Although structures of the kinds outlined above are not typical of illuminative or similar
approaches it is important that some kind of structure is involved. Parlett and Hamilton, for
example, introduce illuminative evaluation as being in three characteristic phases: investigators
observe; inquire further; and then seek to explain. They give an example of how these three
stages took place and overlapped, and with this three-stage framework an information profile is
assembled using data collected from four areas: observation, interviews, questionnaires and
tests, documentary and background sources (Parlett and Hamilton 1976, pp. 14-15). For course
development, training or other initiatives the range of methods available is wide. For evaluation
generally, focus groups and questionnaires, interviews and implementation logs, feedback and
testing methods are part of a menu of approaches. One American list of evaluation tools for
projects involving interactive media contains 39 items, without including anything relating to an
ethnographic approach.

What all of these methods do is attempt to penetrate the complexities of social situations within
which evaluation of an initiative takes place, whether or not the evaluation is descriptive or
judgmental. Policy, project, documentation, process and outcome are not givens and the
evaluator relates to them in a variety of ways, using a variety of approaches. There is no
appropriate evaluation method, only the selection of an approach or approaches for a
particular situation, depending on the predominant assumptions of the evaluator, a project
team and the evaluation sponsors in some kind of understanding or negotiation. Determining
the strengths and weaknesses of a particular method is therefore itself an elusive process, and a
great deal of emphasis has to be laid on all the preliminary encounters and insights obtained
either at the beginning of the evaluation or, preferably, before the project and the evaluation
are launched. The evaluators statement of intent, terms of reference or contract therefore
needs to be clear about a number of agreed principles, though not necessarily, of course, in any
of the following vocabularies:

1. Prior clarification of the assumptions underpinning the project and the assumptions of

the evaluator. This could lead to identifying the style of evaluation that would be

appropriate whether based on objectives and measurement or a kind of joint

exploration between project and evaluation, whether autocratic and bureaucratic or


democratic. An important element in this clarification is identifying the source of

power for whom is the evaluation primarily intended and who can influence the

operation of the evaluation?

2. What is most wanted from an evaluation? Final calculation of whether the project has

been value-for-money? Ongoing feedback on implementation (is it working?), and

feedback to whom? What are the proposed outcomes? Are there already (eg in a

funding contract) defined objectives and expectations, possibly against existing baseline

data? Answers to such questions may determine whether to define the evaluation as

description and enlightenment, analysis and judgment.

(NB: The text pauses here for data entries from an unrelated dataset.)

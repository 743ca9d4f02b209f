//! Messages exchanged over the incoming and scoring streams.

use serde::{Deserialize, Serialize};

use crate::types::{JobId, Request, Response, ScoreUpdate};

/// Every message kind the worker understands.
///
/// The incoming stream carries `AddSeeds`, `PageCrawled` and `RequestError`;
/// the scoring stream carries `UpdateScore` and `NewJobId`. A pipeline that
/// receives a kind belonging to the other stream ignores it.
#[derive(Debug, Clone, PartialEq, Serialize, Deserialize)]
#[serde(tag = "type", rename_all = "snake_case")]
pub enum FrontierMessage {
    AddSeeds {
        seeds: Vec<Request>,
    },
    PageCrawled {
        response: Response,
        links: Vec<Request>,
    },
    RequestError {
        request: Request,
        error: String,
    },
    UpdateScore(ScoreUpdate),
    NewJobId {
        job_id: JobId,
    },
}

impl FrontierMessage {
    /// Wire name of the message kind, used in log lines.
    pub fn kind(&self) -> &'static str {
        match self {
            FrontierMessage::AddSeeds { .. } => "add_seeds",
            FrontierMessage::PageCrawled { .. } => "page_crawled",
            FrontierMessage::RequestError { .. } => "request_error",
            FrontierMessage::UpdateScore(_) => "update_score",
            FrontierMessage::NewJobId { .. } => "new_job_id",
        }
    }
}
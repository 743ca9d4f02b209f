//! Worker observability counters.

use chrono::{DateTime, Utc};
use serde::Serialize;
use tokio::sync::watch;

use crate::types::JobId;

/// Last-known counters for each duty. Overwritten in place; no history.
#[derive(Debug, Clone, Default, PartialEq, Serialize)]
pub struct WorkerStats {
    pub job_id: JobId,
    pub last_consumed: Option<usize>,
    pub last_consumption_run: Option<DateTime<Utc>>,
    pub last_consumed_scoring: Option<usize>,
    pub last_consumption_run_scoring: Option<DateTime<Utc>>,
    pub last_batch_size: Option<usize>,
    pub batches_after_start: u64,
    pub last_batch_generated: Option<DateTime<Utc>>,
}

impl WorkerStats {
    pub fn record_incoming(&mut self, consumed: usize) {
        self.last_consumed = Some(consumed);
        self.last_consumption_run = Some(Utc::now());
    }

    pub fn record_scoring(&mut self, consumed: usize) {
        self.last_consumed_scoring = Some(consumed);
        self.last_consumption_run_scoring = Some(Utc::now());
    }

    pub fn record_batch(&mut self, size: usize) {
        self.last_batch_size = Some(size);
        self.batches_after_start += 1;
        self.last_batch_generated = Some(Utc::now());
    }
}

/// Owner side of the stats. Only the worker task writes.
#[derive(Debug)]
pub struct StatsPublisher {
    stats: WorkerStats,
    tx: watch::Sender<WorkerStats>,
}

impl StatsPublisher {
    pub fn new() -> (Self, watch::Receiver<WorkerStats>) {
        let (tx, rx) = watch::channel(WorkerStats::default());
        (
            Self {
                stats: WorkerStats::default(),
                tx,
            },
            rx,
        )
    }

    /// Mutate the stats and publish the result to every reader.
    pub fn update(&mut self, f: impl FnOnce(&mut WorkerStats)) {
        f(&mut self.stats);
        self.tx.send_replace(self.stats.clone());
    }
}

3. The intended end product of all interventions is change. What kind of change is

anticipated, and how can the effectiveness of the intervention in producing it be either

measured or portrayed? Discussions of evaluation often focus on what does not produce

change. For example, there are views that self-evaluation by an institution is unlikely to

result in change; that testing instruments do not reveal what actually happens and what

produces the change; observation may reveal little of changes in teaching. The strengths

and weaknesses of a particular method may therefore be a function of its ability to

respond to underlying questions of any project: Who wants to know what, and why? -

and whether there is a method or methods that will offer something worthwhile.

5 Internal evaluation

The focus of the discussion here has been on external evaluation. The assumption has been that
evaluation with a research connotation is conducted by someone (or a team or group) external
to the project evaluated or to the institution. In the absence of, or in collaboration with, an
external evaluator some of the approaches and methodologies discussed above may also be
applicable to the internal (or 'self-') evaluation conducted by the project leader or team. One
task of an external evaluator may be to advise on internal evaluation methodology (interviews,
questionnaires) on an initial or ongoing basis. It is common for small projects or initiatives,
whether funded from within or outside the institution, to require an evaluation without making
provision for an external evaluation.

Some internal evaluation may consist solely of the collection of limited data (perhaps similar to
that undertaken to obtain student feedback in higher education, discussed above). Where a
single person is responsible for the project and has an audience or partnership (for example,
of students, colleagues, other professionals, patients) there may be a tendency to rely on
informal feedback or opinions from those with whom the project has occasional or regular
contact. This in no way meets the requirements of any of the versions of evaluation research
that we have considered. To answer the questions What do you know? and How do you know
it? something more systematic has to take place.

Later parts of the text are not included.